E é nesse contexto adverso e com o governo de Montenegro num mês de despudorada propaganda diária demasiado explícita que, apesar de tudo e de todos, o Partido Socialista ainda conseguiu superiorizar-se nas eleições europeias, pela margem mínima, é certo, mas venceu, o que é inegável.
O mesmíssimo raciocínio se pode aplicar, retrospectivamente, à vitória da AD há apenas três meses. Que retumbância teve a vitória da Aliança Democrática em 10 de Março? Foi por um triz que ganhou ao Partido Socialista, o que não lhe retira obviamente qualquer legitimidade, como agora igualmente acontece. Poucochinho há três meses e poucochinho há oito dias. Resultados são resultados e como tal devem ser encarados: como fruto da vontade soberana dos eleitores em cada momento.
Caso diferente é saber se a AD vai conseguir sobreviver muito tempo com o seu ar de altivez e de ausência de diálogo relativamente aos outros partidos. Sou dos que apostam que a sua vida útil será de cerca de dois anos.
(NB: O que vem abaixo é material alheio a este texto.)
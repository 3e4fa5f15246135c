//! SqliteKvStore - KvStore implementation backed by SQLite
//!
//! Durable single-node backend. Every operation is one SQL statement, so
//! SQLite's statement atomicity gives the per-key atomicity the storage
//! layer relies on.

use async_trait::async_trait;
use serde::{Deserialize, Serialize};
use sqlx::sqlite::{SqliteConnectOptions, SqliteJournalMode, SqlitePoolOptions};
use sqlx::{Row, SqlitePool};
use std::str::FromStr;
use std::sync::Arc;
use std::time::Duration;
use tracing::{debug, info};

use vigil_core::{Error, KvPair, KvStore, Result};

/// Connection settings for the SQLite backend
///
/// # Example
/// ```
/// use vigil_storage::SqliteKvConfig;
///
/// let config = SqliteKvConfig::new("/var/lib/vigil/store.db")
///     .with_max_connections(10)
///     .with_acquire_timeout_secs(2);
/// ```
#[derive(Debug, Clone, PartialEq, Eq, Serialize, Deserialize)]
pub struct SqliteKvConfig {
    /// Path to the database file (created if missing)
    #[serde(default = "default_path")]
    pub path: String,

    /// Maximum number of pooled connections
    #[serde(default = "default_max_connections")]
    pub max_connections: u32,

    /// Timeout for acquiring a pooled connection
    #[serde(default = "default_acquire_timeout_secs")]
    pub acquire_timeout_secs: u64,
}

fn default_path() -> String {
    "vigil.db".to_string()
}

fn default_max_connections() -> u32 {
    5
}

fn default_acquire_timeout_secs() -> u64 {
    5
}

impl Default for SqliteKvConfig {
    fn default() -> Self {
        Self {
            path: default_path(),
            max_connections: default_max_connections(),
            acquire_timeout_secs: default_acquire_timeout_secs(),
        }
    }
}

impl SqliteKvConfig {
    pub fn new(path: impl Into<String>) -> Self {
        Self {
            path: path.into(),
            ..Self::default()
        }
    }

    pub fn with_max_connections(mut self, max_connections: u32) -> Self {
        self.max_connections = max_connections;
        self
    }

    pub fn with_acquire_timeout_secs(mut self, secs: u64) -> Self {
        self.acquire_timeout_secs = secs;
        self
    }
}

/// SQLite-backed key-value store
#[derive(Clone)]
pub struct SqliteKvStore {
    pool: Arc<SqlitePool>,
}

impl SqliteKvStore {
    /// Open (or create) the database described by `config` and run migrations.
    ///
    /// # Errors
    /// - `Error::Upstream` if the database cannot be opened or migrated
    pub async fn new(config: &SqliteKvConfig) -> Result<Self> {
        let options = SqliteConnectOptions::new()
            .filename(&config.path)
            .create_if_missing(true)
            .journal_mode(SqliteJournalMode::Wal)
            .busy_timeout(Duration::from_secs(5));

        let pool = SqlitePoolOptions::new()
            .max_connections(config.max_connections)
            .acquire_timeout(Duration::from_secs(config.acquire_timeout_secs))
            .connect_with(options)
            .await
            .map_err(|e| Error::Upstream(format!("Failed to open SQLite database: {}", e)))?;

        info!("Opened SQLite key-value store at {}", config.path);

        let store = Self::from_pool(pool);
        store.run_migrations().await?;
        Ok(store)
    }

    /// Private in-memory database. A single long-lived connection keeps the
    /// database alive for the lifetime of the store.
    pub async fn in_memory() -> Result<Self> {
        let options = SqliteConnectOptions::from_str("sqlite::memory:")
            .map_err(|e| Error::Config(format!("Invalid SQLite options: {}", e)))?;

        let pool = SqlitePoolOptions::new()
            .max_connections(1)
            .idle_timeout(None)
            .max_lifetime(None)
            .connect_with(options)
            .await
            .map_err(|e| Error::Upstream(format!("Failed to open SQLite database: {}", e)))?;

        let store = Self::from_pool(pool);
        store.run_migrations().await?;
        Ok(store)
    }

    /// Create from an existing pool (useful for testing)
    pub fn from_pool(pool: SqlitePool) -> Self {
        Self {
            pool: Arc::new(pool),
        }
    }

    async fn run_migrations(&self) -> Result<()> {
        sqlx::query(
            r#"
            CREATE TABLE IF NOT EXISTS kv (
                key TEXT PRIMARY KEY NOT NULL,
                value BLOB NOT NULL
            )
            "#,
        )
        .execute(&*self.pool)
        .await
        .map_err(|e| Error::Upstream(format!("Failed to create kv table: {}", e)))?;

        debug!("SQLite key-value schema ready");
        Ok(())
    }

    pub fn pool(&self) -> &SqlitePool {
        &self.pool
    }
}

#[async_trait]
impl KvStore for SqliteKvStore {
    async fn get(&self, key: &str) -> Result<Option<Vec<u8>>> {
        let row = sqlx::query("SELECT value FROM kv WHERE key = ?1")
            .bind(key)
            .fetch_optional(&*self.pool)
            .await
            .map_err(|e| Error::Upstream(format!("Failed to read {}: {}", key, e)))?;

        match row {
            Some(row) => {
                let value: Vec<u8> = row
                    .try_get("value")
                    .map_err(|e| Error::Upstream(format!("Failed to extract value: {}", e)))?;
                Ok(Some(value))
            }
            None => Ok(None),
        }
    }

    async fn put(&self, key: &str, value: Vec<u8>) -> Result<()> {
        sqlx::query(
            r#"
            INSERT INTO kv (key, value) VALUES (?1, ?2)
            ON CONFLICT(key) DO UPDATE SET value = excluded.value
            "#,
        )
        .bind(key)
        .bind(value)
        .execute(&*self.pool)
        .await
        .map_err(|e| Error::Upstream(format!("Failed to write {}: {}", key, e)))?;

        Ok(())
    }

    async fn put_if_exists(&self, guard_key: &str, key: &str, value: Vec<u8>) -> Result<bool> {
        // The WHERE clause keeps the upsert unambiguous and makes the
        // existence check part of the same statement.
        let result = sqlx::query(
            r#"
            INSERT INTO kv (key, value)
            SELECT ?1, ?2 WHERE EXISTS (SELECT 1 FROM kv WHERE key = ?3)
            ON CONFLICT(key) DO UPDATE SET value = excluded.value
            "#,
        )
        .bind(key)
        .bind(value)
        .bind(guard_key)
        .execute(&*self.pool)
        .await
        .map_err(|e| Error::Upstream(format!("Failed to write {}: {}", key, e)))?;

        Ok(result.rows_affected() > 0)
    }

    async fn delete(&self, key: &str) -> Result<bool> {
        let result = sqlx::query("DELETE FROM kv WHERE key = ?1")
            .bind(key)
            .execute(&*self.pool)
            .await
            .map_err(|e| Error::Upstream(format!("Failed to delete {}: {}", key, e)))?;

        Ok(result.rows_affected() > 0)
    }

    async fn list_prefix(&self, prefix: &str) -> Result<Vec<KvPair>> {
        let rows = sqlx::query(
            "SELECT key, value FROM kv WHERE substr(key, 1, length(?1)) = ?1 ORDER BY key",
        )
        .bind(prefix)
        .fetch_all(&*self.pool)
        .await
        .map_err(|e| Error::Upstream(format!("Failed to list {}: {}", prefix, e)))?;

        rows.into_iter()
            .map(|row| {
                let key: String = row
                    .try_get("key")
                    .map_err(|e| Error::Upstream(format!("Failed to extract key: {}", e)))?;
                let value: Vec<u8> = row
                    .try_get("value")
                    .map_err(|e| Error::Upstream(format!("Failed to extract value: {}", e)))?;
                Ok(KvPair { key, value })
            })
            .collect()
    }
}

#[cfg(test)]
mod tests {
    use super::*;
    use tempfile::TempDir;

    #[test]
    fn test_default_config() {
        let config = SqliteKvConfig::default();
        assert_eq!(config.path, "vigil.db");
        assert_eq!(config.max_connections, 5);
        assert_eq!(config.acquire_timeout_secs, 5);
    }

    #[test]
    fn test_builder_pattern() {
        let config = SqliteKvConfig::new("/tmp/x.db")
            .with_max_connections(10)
            .with_acquire_timeout_secs(2);

        assert_eq!(config.path, "/tmp/x.db");
        assert_eq!(config.max_connections, 10);
        assert_eq!(config.acquire_timeout_secs, 2);
    }

    #[tokio::test]
    async fn test_in_memory_round_trip() {
        let store = SqliteKvStore::in_memory().await.unwrap();

        store.put("key1", b"value".to_vec()).await.unwrap();
        assert_eq!(store.get("key1").await.unwrap(), Some(b"value".to_vec()));

        store.put("key1", b"other".to_vec()).await.unwrap();
        assert_eq!(store.get("key1").await.unwrap(), Some(b"other".to_vec()));

        assert!(store.delete("key1").await.unwrap());
        assert!(!store.delete("key1").await.unwrap());
        assert_eq!(store.get("key1").await.unwrap(), None);
    }

    #[tokio::test]
    async fn test_put_if_exists() {
        let store = SqliteKvStore::in_memory().await.unwrap();

        assert!(!store.put_if_exists("guard", "key1", b"v".to_vec()).await.unwrap());
        assert!(!store.exists("key1").await.unwrap());

        store.put("guard", Vec::new()).await.unwrap();
        assert!(store.put_if_exists("guard", "key1", b"v1".to_vec()).await.unwrap());
        assert!(store.put_if_exists("guard", "key1", b"v2".to_vec()).await.unwrap());
        assert_eq!(store.get("key1").await.unwrap(), Some(b"v2".to_vec()));
    }

    #[tokio::test]
    async fn test_list_prefix() {
        let store = SqliteKvStore::in_memory().await.unwrap();

        store.put("/a/2", b"2".to_vec()).await.unwrap();
        store.put("/a/1", b"1".to_vec()).await.unwrap();
        store.put("/ab/1", b"x".to_vec()).await.unwrap();

        let pairs = store.list_prefix("/a/").await.unwrap();
        let keys: Vec<&str> = pairs.iter().map(|p| p.key.as_str()).collect();
        assert_eq!(keys, vec!["/a/1", "/a/2"]);
    }

    #[tokio::test]
    async fn test_file_database_persists() {
        let temp_dir = TempDir::new().unwrap();
        let path = temp_dir.path().join("store.db");
        let config = SqliteKvConfig::new(path.to_string_lossy().to_string());

        {
            let store = SqliteKvStore::new(&config).await.unwrap();
            store.put("key1", b"value1".to_vec()).await.unwrap();
            store.pool().close().await;
        }

        let reopened = SqliteKvStore::new(&config).await.unwrap();
        assert_eq!(reopened.get("key1").await.unwrap(), Some(b"value1".to_vec()));
    }
}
O orçamento de 2025 vai ser viabilizado, com maior ou menor dificuldade e teremos certamente eleições lá para o ano imediato, em 2026, a meio da legislatura, porque o orçamento desse ano dificilmente terá luz verde… A não ser que muito mude e se altere na configuração política, quer do lado do governo, quer da oposição, ou surjam alianças tácticas ou estratégicas que, por ora, não se lobrigam.
Saibamos, pois, separar o trigo do joio, dar o valor a quem o tem, atribuir os louros a quem os merece.
Quanto ao resto, foi excelente para a democracia o débil resultado, entre nós, da extrema-direita racista e xenófoba, que não interessa nem ao Menino Jesus, e que vem demonstrar que ninguém é senhor dos votos de ninguém e que os portugueses começam a abrir os olhos, deixando de acreditar em intoxicações de mentiras, falsidades e aldrabices, em estratégias políticas tecidas à base da manipulação de factos e de palavras, que é o modo de respiração e de sustentação dessas ideologias.
Claro que, desafortunadamente, por essa Europa fora, as forças extremistas de direita venceram em alguns países, como a França ou a Itália, embora em outros os resultados tenham ficado aquém do esperado. Ainda assim as forças sociais democratas, socialistas e da direita civilizada e democrática mantêm a maioria expressiva no hemiciclo do Parlamento Europeu, o que é bom para uma Europa que é um importante agente de paz e de desenvolvimento, uma locomotiva de progresso e de coesão territorial, mas cujos estados membros devem evitar as crises aos mais diferentes níveis (da saúde à habitação, da educação à justiça), onde os extremistas de direita e os populismos alimentam os seus estratagemas de contestação à Democracia e às Liberdades, arregimentando os descontentamentos, as revoltas e as desilusões face aos problemas não resolvidos e às promessas adiadas.
Por nós, reafirmamos uma máxima que temos como recorrente e da qual não saímos: mais vale uma má Democracia do que uma excelente Ditadura!